START Task data
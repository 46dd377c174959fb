use std::path::Path;

use serde::Deserialize;
use thiserror::Error;

use super::Track;

#[derive(Error, Debug)]
pub enum LoadError {
    #[error("IO error: {0}")]
    Io(#[from] std::io::Error),
    #[error("Invalid JSON track file: {0}")]
    Json(#[from] serde_json::Error),
    #[error("Invalid YAML track file: {0}")]
    Yaml(#[from] serde_yaml::Error),
    #[error("Unsupported track file extension '{0}' (expected .json, .yaml or .yml)")]
    UnsupportedFormat(String),
}

/// Accept either a bare list of tracks or `{ "tracks": [...] }`.
#[derive(Deserialize)]
#[serde(untagged)]
enum TrackFile {
    List(Vec<Track>),
    Wrapped { tracks: Vec<Track> },
}

impl TrackFile {
    fn into_tracks(self) -> Vec<Track> {
        match self {
            TrackFile::List(tracks) | TrackFile::Wrapped { tracks } => tracks,
        }
    }
}

/// Load feature records from a JSON or YAML file, picked by extension.
/// Timing data is normalized and every correction is logged.
pub fn load_tracks(path: &Path) -> Result<Vec<Track>, LoadError> {
    let ext = path
        .extension()
        .and_then(|e| e.to_str())
        .unwrap_or("")
        .to_lowercase();
    let tracks = match ext.as_str() {
        "json" => parse_json(&std::fs::read_to_string(path)?)?,
        "yaml" | "yml" => parse_yaml(&std::fs::read_to_string(path)?)?,
        other => return Err(LoadError::UnsupportedFormat(other.to_string())),
    };

    log::info!("Loaded {} tracks from {}", tracks.len(), path.display());
    Ok(tracks)
}

pub fn parse_json(contents: &str) -> Result<Vec<Track>, LoadError> {
    let file: TrackFile = serde_json::from_str(contents)?;
    Ok(normalize_all(file.into_tracks()))
}

pub fn parse_yaml(contents: &str) -> Result<Vec<Track>, LoadError> {
    let file: TrackFile = serde_yaml::from_str(contents)?;
    Ok(normalize_all(file.into_tracks()))
}

fn normalize_all(mut tracks: Vec<Track>) -> Vec<Track> {
    for track in &mut tracks {
        for fix in track.normalize() {
            log::warn!("Track {}: {}", track.id, fix);
        }
    }
    tracks
}

#[cfg(test)]
mod tests {
    use super::*;
    use crate::track::SectionKind;

    #[test]
    fn test_parse_json_list() {
        let json = r#"[
            {"id": "t1", "bpm": 128.0, "key": "8A", "energy": 0.7, "duration_ms": 200000,
             "downbeats": [1875, 0],
             "segments": [{"kind": "outro", "start_ms": 170000, "end_ms": 200000}]}
        ]"#;
        let tracks = parse_json(json).unwrap();
        assert_eq!(tracks.len(), 1);
        assert_eq!(tracks[0].downbeats, vec![0, 1875]);
        assert_eq!(tracks[0].segments[0].kind, SectionKind::Outro);
        assert!(tracks[0].vocals.is_empty());
    }

    #[test]
    fn test_parse_json_wrapped() {
        let json = r#"{"tracks": [
            {"id": "t1", "bpm": 128.0, "key": "8A", "energy": 0.7, "duration_ms": 200000},
            {"id": "t2", "bpm": 126.0, "key": "9A", "energy": 0.6, "duration_ms": 180000}
        ]}"#;
        let tracks = parse_json(json).unwrap();
        assert_eq!(tracks.len(), 2);
        assert_eq!(tracks[1].id, "t2");
    }

    #[test]
    fn test_parse_yaml_build_up_alias() {
        let yaml = "
- id: t1
  bpm: 124
  key: 5B
  energy: 0.5
  duration_ms: 300000
  segments:
    - { kind: build-up, start_ms: 60000, end_ms: 75000, energy: 0.8 }
  vocals:
    - { start_ms: 10000, end_ms: 20000 }
";
        let tracks = parse_yaml(yaml).unwrap();
        assert_eq!(tracks[0].segments[0].kind, SectionKind::BuildUp);
        assert_eq!(tracks[0].segments[0].energy, Some(0.8));
        assert_eq!(tracks[0].vocals.len(), 1);
    }

    #[test]
    fn test_parse_json_missing_required_field() {
        let json = r#"[{"id": "t1", "key": "8A", "energy": 0.7, "duration_ms": 1000}]"#;
        assert!(matches!(parse_json(json), Err(LoadError::Json(_))));
    }

    #[test]
    fn test_unsupported_extension() {
        let err = load_tracks(Path::new("/nonexistent/tracks.csv"));
        assert!(matches!(err, Err(LoadError::UnsupportedFormat(ref e)) if e == "csv"));

        let err = load_tracks(Path::new("/nonexistent/tracks.json"));
        assert!(matches!(err, Err(LoadError::Io(_))));
    }
}
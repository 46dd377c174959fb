use std::path::{Path, PathBuf};

use directories::ProjectDirs;
use serde::Deserialize;

/// Application configuration loaded from TOML config file.
/// The file is optional; every field has a default.
#[derive(Debug, Clone, Deserialize, Default)]
#[serde(default)]
pub struct AppConfig {
    /// Number of parallel workers. 0 = auto-detect (cores / 2, min 1).
    pub workers: usize,
    pub planner: PlannerConfig,
    pub scoring: ScoringConfig,
    pub search: SearchConfig,
}

/// Everything the engine needs for one planning request.
#[derive(Debug, Clone, Default)]
pub struct EngineConfig {
    pub planner: PlannerConfig,
    pub scoring: ScoringConfig,
    pub search: SearchConfig,
}

/// Mix point generation settings.
#[derive(Debug, Clone, Deserialize)]
#[serde(default)]
pub struct PlannerConfig {
    /// Candidates kept per role (EXIT / ENTRY), best confidence first.
    pub max_points_per_role: usize,
    /// Anchors within this many beats of a downbeat are snapped onto it.
    pub snap_tolerance_beats: f64,
    /// Half-width of the window inspected for vocals around an anchor.
    pub vocal_window_ms: u64,
    /// Fraction of the vocal window that counts as heavy vocals.
    pub heavy_vocal_ratio: f64,
}

impl Default for PlannerConfig {
    fn default() -> Self {
        Self {
            max_points_per_role: 4,
            snap_tolerance_beats: 1.0,
            vocal_window_ms: 4_000,
            heavy_vocal_ratio: 0.5,
        }
    }
}

/// Relative importance of each sub-score. Renormalized to sum to 1.
#[derive(Debug, Clone, Copy, Deserialize, PartialEq)]
#[serde(default)]
pub struct ScoringWeights {
    pub harmonic: f64,
    pub tempo: f64,
    pub energy: f64,
    pub structure: f64,
}

impl Default for ScoringWeights {
    fn default() -> Self {
        Self {
            harmonic: 0.35,
            tempo: 0.35,
            energy: 0.15,
            structure: 0.15,
        }
    }
}

impl ScoringWeights {
    /// Scale weights to sum to 1. Negative weights count as zero; an
    /// all-zero set falls back to the defaults.
    pub fn normalized(&self) -> Self {
        let parts = [self.harmonic, self.tempo, self.energy, self.structure].map(|w| w.max(0.0));
        let total: f64 = parts.iter().sum();
        if total <= f64::EPSILON {
            log::warn!("All scoring weights are zero, using defaults");
            return Self::default();
        }
        Self {
            harmonic: parts[0] / total,
            tempo: parts[1] / total,
            energy: parts[2] / total,
            structure: parts[3] / total,
        }
    }
}

/// Transition scoring settings. Scores land on a 0-100 scale.
#[derive(Debug, Clone, Deserialize)]
#[serde(default)]
pub struct ScoringConfig {
    pub weights: ScoringWeights,
    /// Relative tempo deviation at which tempo compatibility reaches zero.
    pub tempo_tolerance: f64,
    /// Multiplier applied when tempos only match at double or half time.
    pub half_double_factor: f64,
    /// Energy penalty per unit of energy rise.
    pub rise_penalty: f64,
    /// Energy penalty per unit of energy drop.
    pub drop_penalty: f64,
    /// Structure sub-score deducted when both points sit in heavy vocals.
    pub vocal_clash_penalty: f64,
    /// Below this score a pairing is incompatible.
    pub min_viable_score: f64,
    /// At or above this score a pairing can crossfade.
    pub crossfade_score: f64,
    /// At or above this score, with strong key and tempo match, a pairing
    /// can be blended harmonically.
    pub harmonic_blend_score: f64,
    /// Minimum harmonic sub-score for a harmonic blend.
    pub blend_min_harmonic: f64,
    /// Minimum tempo sub-score for a harmonic blend.
    pub blend_min_tempo: f64,
}

impl Default for ScoringConfig {
    fn default() -> Self {
        Self {
            weights: ScoringWeights::default(),
            tempo_tolerance: 0.06,
            half_double_factor: 0.9,
            rise_penalty: 0.5,
            drop_penalty: 1.0,
            vocal_clash_penalty: 0.4,
            min_viable_score: 40.0,
            crossfade_score: 60.0,
            harmonic_blend_score: 80.0,
            blend_min_harmonic: 0.9,
            blend_min_tempo: 0.9,
        }
    }
}

/// Sequence search settings.
#[derive(Debug, Clone, Deserialize)]
#[serde(default)]
pub struct SearchConfig {
    /// Open states kept in the frontier. 0 = unbounded (exact, but
    /// combinatorial on large pools); smaller values trade optimality for
    /// speed.
    pub frontier_width: usize,
    /// Node expansions before the search completes its best open state
    /// greedily.
    pub max_expansions: usize,
}

impl Default for SearchConfig {
    fn default() -> Self {
        Self {
            frontier_width: 512,
            max_expansions: 200_000,
        }
    }
}

impl AppConfig {
    /// Load config from `~/.config/mixplan/config.toml`.
    /// Returns default config if file doesn't exist.
    pub fn load() -> Self {
        match Self::config_path() {
            Some(path) if path.exists() => Self::load_from(&path),
            _ => {
                log::debug!("No config file found, using defaults");
                Self::default()
            }
        }
    }

    /// Load config from an explicit path.
    /// Logs a warning if the file can't be read or parsed and uses defaults.
    pub fn load_from(path: &Path) -> Self {
        match std::fs::read_to_string(path) {
            Ok(contents) => match Self::from_toml(&contents) {
                Ok(config) => {
                    log::info!("Loaded config from {}", path.display());
                    config
                }
                Err(e) => {
                    log::warn!("Failed to parse {}: {}. Using defaults.", path.display(), e);
                    Self::default()
                }
            },
            Err(e) => {
                log::warn!("Failed to read {}: {}. Using defaults.", path.display(), e);
                Self::default()
            }
        }
    }

    pub fn from_toml(contents: &str) -> Result<Self, toml::de::Error> {
        toml::from_str(contents)
    }

    /// Resolve worker count: 0 → auto-detect (cores / 2, min 1).
    pub fn resolve_workers(&self) -> usize {
        if self.workers > 0 {
            self.workers
        } else {
            let cores = std::thread::available_parallelism()
                .map(|n| n.get())
                .unwrap_or(2);
            (cores / 2).max(1)
        }
    }

    /// Engine settings with scoring weights normalized.
    pub fn engine(&self) -> EngineConfig {
        let mut scoring = self.scoring.clone();
        scoring.weights = scoring.weights.normalized();
        EngineConfig {
            planner: self.planner.clone(),
            scoring,
            search: self.search.clone(),
        }
    }

    /// Get the config file path.
    fn config_path() -> Option<PathBuf> {
        ProjectDirs::from("", "", crate::APP_NAME)
            .map(|dirs| dirs.config_dir().join("config.toml"))
    }
}
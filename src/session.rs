//! The externally consumed result of a planning request.

use serde::Serialize;

use crate::scoring::TransitionType;
use crate::sequence::pairs::PairTable;
use crate::track::Track;

/// An ordered DJ set with the transition into every track after the first.
#[derive(Debug, Clone, PartialEq, Serialize)]
#[serde(rename_all = "camelCase")]
pub struct Session {
    pub tracks: Vec<SessionEntry>,
    pub total_score: f64,
    pub avg_transition_score: f64,
    pub warnings: Vec<String>,
}

#[derive(Debug, Clone, PartialEq, Serialize)]
#[serde(rename_all = "camelCase")]
pub struct SessionEntry {
    /// Zero-based index in the set.
    pub position: usize,
    pub track: TrackRef,
    /// None for the opening track.
    pub transition: Option<TransitionSummary>,
}

#[derive(Debug, Clone, PartialEq, Serialize)]
#[serde(rename_all = "camelCase")]
pub struct TrackRef {
    pub id: String,
    pub hash: String,
    pub title: String,
    pub bpm: f64,
    pub key: String,
    pub energy: f64,
    pub duration_ms: u64,
}

impl From<&Track> for TrackRef {
    fn from(track: &Track) -> Self {
        Self {
            id: track.id.clone(),
            hash: track.hash.clone(),
            title: track.title.clone(),
            bpm: track.bpm,
            key: track.key.clone(),
            energy: track.energy,
            duration_ms: track.duration_ms,
        }
    }
}

#[derive(Debug, Clone, PartialEq, Serialize)]
#[serde(rename_all = "camelCase")]
pub struct TransitionSummary {
    #[serde(rename = "type")]
    pub kind: TransitionType,
    pub exit_point_ms: u64,
    pub entry_point_ms: u64,
    pub score: f64,
    pub description: String,
}

impl Session {
    /// A session with no tracks. Callers treat this as a planning failure.
    pub fn empty(warnings: Vec<String>) -> Self {
        Self {
            tracks: Vec::new(),
            total_score: 0.0,
            avg_transition_score: 0.0,
            warnings,
        }
    }

    pub fn is_empty(&self) -> bool {
        self.tracks.is_empty()
    }

    pub fn len(&self) -> usize {
        self.tracks.len()
    }

    pub fn track_ids(&self) -> Vec<&str> {
        self.tracks.iter().map(|e| e.track.id.as_str()).collect()
    }
}

/// Turn a search result into a session. `order` indexes `tracks`, and
/// `pairs` must have been built over the same slice. Transitions below the
/// viability threshold are forced to a CUT and reported in `warnings`,
/// which are otherwise carried through unchanged.
pub fn assemble(
    tracks: &[&Track],
    order: &[usize],
    pairs: &PairTable,
    mut warnings: Vec<String>,
) -> Session {
    let mut entries = Vec::with_capacity(order.len());
    let mut total_score = 0.0;
    let mut transitions = 0usize;

    for (position, &idx) in order.iter().enumerate() {
        let track = tracks[idx];
        let transition = match position.checked_sub(1).map(|p| order[p]) {
            None => None,
            Some(prev) => match pairs.get(prev, idx) {
                Some(candidate) => {
                    total_score += candidate.score;
                    transitions += 1;

                    let (kind, description) = if candidate.viable {
                        (candidate.kind, candidate.rationale.clone())
                    } else {
                        let msg = format!(
                            "no transition above threshold found between {} and {}; used fallback CUT",
                            tracks[prev].id, track.id
                        );
                        log::warn!("{} (score {:.1})", msg, candidate.score);
                        warnings.push(msg);
                        (
                            TransitionType::Cut,
                            format!("fallback CUT; {}", candidate.rationale),
                        )
                    };

                    Some(TransitionSummary {
                        kind,
                        exit_point_ms: candidate.exit.ms,
                        entry_point_ms: candidate.entry.ms,
                        score: candidate.score,
                        description,
                    })
                }
                None => {
                    let msg = format!(
                        "no mix points available between {} and {}",
                        tracks[prev].id, track.id
                    );
                    log::warn!("{}", msg);
                    warnings.push(msg);
                    None
                }
            },
        };

        entries.push(SessionEntry {
            position,
            track: TrackRef::from(track),
            transition,
        });
    }

    let avg_transition_score = if transitions > 0 {
        total_score / transitions as f64
    } else {
        0.0
    };

    Session {
        tracks: entries,
        total_score,
        avg_transition_score,
        warnings,
    }
}
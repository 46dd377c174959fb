use anyhow::{Context, Result};
use clap::{Parser, Subcommand};
use indicatif::{ProgressBar, ProgressStyle};
use mixplan::config::AppConfig;
use mixplan::mixpoints::{self, MixPoint};
use mixplan::scoring;
use mixplan::sequence;
use mixplan::session::Session;
use mixplan::track::Track;
use mixplan::track::camelot::CamelotKey;
use mixplan::track::load::load_tracks;
use std::path::{Path, PathBuf};
use std::time::Duration;

#[derive(Parser)]
#[command(name = "mixplan", version, about = "DJ set planner: mix points, transitions and track order")]
struct Cli {
    /// Path to a config file (defaults to ~/.config/mixplan/config.toml)
    #[arg(long, global = true)]
    config: Option<PathBuf>,

    /// Verbosity (-v, -vv, -vvv)
    #[arg(short, long, action = clap::ArgAction::Count, global = true)]
    verbose: u8,

    #[command(subcommand)]
    command: Commands,
}

#[derive(Subcommand)]
enum Commands {
    /// Order tracks into a set with planned transitions
    Plan {
        /// Track feature file (.json, .yaml or .yml)
        file: PathBuf,

        /// Number of tracks in the set
        #[arg(short = 'n', long)]
        length: usize,

        /// Track id to open the set with
        #[arg(short, long)]
        start: Option<String>,

        /// Print the session as JSON instead of a table
        #[arg(long)]
        json: bool,

        /// Also write the JSON session to this file
        #[arg(short, long)]
        output: Option<PathBuf>,
    },

    /// Show candidate exit and entry points for each track
    Points {
        /// Track feature file (.json, .yaml or .yml)
        file: PathBuf,

        /// Only show this track id
        #[arg(short, long)]
        track: Option<String>,
    },

    /// Score the best transition between two tracks
    Score {
        /// Track feature file (.json, .yaml or .yml)
        file: PathBuf,

        /// Outgoing track id
        from: String,

        /// Incoming track id
        to: String,
    },

    /// Show keys that mix well with a Camelot key
    Keys {
        /// Camelot key, e.g. 8A
        key: String,
    },
}

fn main() -> Result<()> {
    let cli = Cli::parse();

    // Set up logging based on verbosity
    let log_level = match cli.verbose {
        0 => "warn",
        1 => "info",
        2 => "debug",
        _ => "trace",
    };
    env_logger::Builder::from_env(env_logger::Env::default().default_filter_or(log_level))
        .format_timestamp(None)
        .init();

    // Load config file (optional, defaults if missing)
    let config = match &cli.config {
        Some(path) => AppConfig::load_from(path),
        None => AppConfig::load(),
    };
    let engine = config.engine();

    let workers = config.resolve_workers();
    rayon::ThreadPoolBuilder::new()
        .num_threads(workers)
        .build_global()
        .context("Failed to start worker pool")?;
    log::debug!("Using {} workers", workers);

    match cli.command {
        Commands::Plan { file, length, start, json, output } => {
            let tracks = read_tracks(&file)?;

            let spinner = ProgressBar::new_spinner();
            spinner.set_style(ProgressStyle::with_template("{spinner:.green} {msg}")?);
            spinner.enable_steady_tick(Duration::from_millis(100));

            spinner.set_message(format!("Planning mix points for {} tracks...", tracks.len()));
            let plans = mixpoints::build_mix_plan(&tracks, &engine.planner);

            spinner.set_message("Searching for the best order...");
            let result = sequence::find_optimal_sequence(
                &tracks,
                &plans,
                length,
                start.as_deref(),
                &engine,
            );
            spinner.finish_and_clear();
            let session = result.context("Invalid planning request")?;

            if session.is_empty() {
                anyhow::bail!("No session could be planned: {}", session.warnings.join("; "));
            }

            let rendered = serde_json::to_string_pretty(&session)
                .context("Failed to serialize session")?;
            if let Some(path) = &output {
                std::fs::write(path, &rendered)
                    .with_context(|| format!("Failed to write {}", path.display()))?;
            }

            if json {
                println!("{}", rendered);
            } else {
                print_session(&session);
                if let Some(path) = &output {
                    println!();
                    println!("Session written to {}", path.display());
                }
            }
        }

        Commands::Points { file, track } => {
            let tracks = read_tracks(&file)?;
            let selected: Vec<&Track> = match &track {
                Some(id) => tracks.iter().filter(|t| &t.id == id).collect(),
                None => tracks.iter().collect(),
            };
            if selected.is_empty() {
                anyhow::bail!("No track with id \"{}\" in {}", track.unwrap_or_default(), file.display());
            }

            for (i, t) in selected.iter().enumerate() {
                let plan = mixpoints::plan(t, &engine.planner);
                if i > 0 {
                    println!();
                }
                println!("{} [{}] {:.1} BPM, {}", t.display_name(), t.id, t.bpm, display_key(&t.key));
                print_points("Exits", &plan.exits);
                print_points("Entries", &plan.entries);
            }
        }

        Commands::Score { file, from, to } => {
            let tracks = read_tracks(&file)?;
            let a = find_track(&tracks, &from, &file)?;
            let b = find_track(&tracks, &to, &file)?;
            let plan_a = mixpoints::plan(a, &engine.planner);
            let plan_b = mixpoints::plan(b, &engine.planner);

            let Some(c) = scoring::best_transition(a, &plan_a, b, &plan_b, &engine.scoring) else {
                println!("No mix points to pair between {} and {}.", a.id, b.id);
                return Ok(());
            };

            println!("{} -> {}", a.display_name(), b.display_name());
            println!();
            println!("Score:      {:.1}{}", c.score, if c.viable { "" } else { " (below viability threshold)" });
            println!("Type:       {}", c.kind.label());
            println!("Exit:       {} ({})", format_ms(c.exit.ms), point_summary(&c.exit));
            println!("Entry:      {} ({})", format_ms(c.entry.ms), point_summary(&c.entry));
            println!();
            println!("Harmonic:   {:.2}", c.sub_scores.harmonic);
            println!("Tempo:      {:.2}", c.sub_scores.tempo);
            println!("Energy:     {:.2}", c.sub_scores.energy);
            println!("Structure:  {:.2}", c.sub_scores.structure);
            println!();
            println!("{}", c.rationale);
        }

        Commands::Keys { key } => {
            let parsed = CamelotKey::parse(&key)
                .with_context(|| format!("\"{}\" is not a Camelot key (expected 1A-12B)", key))?;
            println!("{} (Open Key {})", parsed, parsed.open_key());
            println!();
            println!("Compatible keys:");
            for k in parsed.compatible_keys() {
                println!("  {:<4} {:<4} {}", k.to_string(), k.open_key(), parsed.relation(&k));
            }
        }
    }

    Ok(())
}

fn read_tracks(path: &Path) -> Result<Vec<Track>> {
    load_tracks(path).with_context(|| format!("Failed to load tracks from {}", path.display()))
}

fn find_track<'a>(tracks: &'a [Track], id: &str, file: &Path) -> Result<&'a Track> {
    tracks
        .iter()
        .find(|t| t.id == id)
        .with_context(|| format!("No track with id \"{}\" in {}", id, file.display()))
}

/// Print a session as a table, one row per track.
fn print_session(session: &Session) {
    println!(
        "{:>3}  {:<30} {:>6} {:>4}  {:<14} {:>8} {:>8} {:>6}",
        "#", "Track", "BPM", "Key", "Transition", "Exit", "Entry", "Score"
    );
    println!("{}", "-".repeat(90));

    for entry in &session.tracks {
        let t = &entry.track;
        let name = if t.title.trim().is_empty() { &t.id } else { &t.title };
        let (kind, exit, into, score) = match &entry.transition {
            Some(tr) => (
                tr.kind.label(),
                format_ms(tr.exit_point_ms),
                format_ms(tr.entry_point_ms),
                format!("{:.1}", tr.score),
            ),
            None => ("-", "-".to_string(), "-".to_string(), "-".to_string()),
        };

        println!(
            "{:>3}  {:<30} {:>6.1} {:>4}  {:<14} {:>8} {:>8} {:>6}",
            entry.position + 1,
            truncate(name, 30),
            t.bpm,
            display_key(&t.key),
            kind,
            exit,
            into,
            score,
        );
    }

    println!();
    println!(
        "Total score: {:.1}   Average per transition: {:.1}",
        session.total_score, session.avg_transition_score
    );
    println!("Exit = position in the outgoing track, Entry = position in the incoming track");

    if !session.warnings.is_empty() {
        println!();
        println!("Warnings:");
        for w in &session.warnings {
            println!("  - {}", w);
        }
    }
}

fn print_points(label: &str, points: &[MixPoint]) {
    println!("  {}:", label);
    for p in points {
        println!("    {:>8}  conf {:.2}  {}", format_ms(p.ms), p.confidence, point_summary(p));
    }
}

fn point_summary(p: &MixPoint) -> String {
    let section = p.section.map(|s| s.label()).unwrap_or("unlabelled");
    let mut summary = format!("{}, {}, energy {:.2}", section, p.vocals.label(), p.energy);
    if p.fallback {
        summary.push_str(", fallback");
    }
    summary
}

/// m:ss.d
fn format_ms(ms: u64) -> String {
    let secs = ms / 1000;
    format!("{}:{:02}.{}", secs / 60, secs % 60, (ms % 1000) / 100)
}

fn display_key(raw: &str) -> &str {
    if raw.trim().is_empty() { "?" } else { raw.trim() }
}

fn truncate(s: &str, width: usize) -> String {
    if s.chars().count() > width {
        let head: String = s.chars().take(width.saturating_sub(3)).collect();
        format!("{}...", head)
    } else {
        s.to_string()
    }
}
END Task data
Your task
Check each line above for the string "EngineConfig", then copy the ones that have it.

Response
pub struct EngineConfig {
    pub fn engine(&self) -> EngineConfig {
        EngineConfig {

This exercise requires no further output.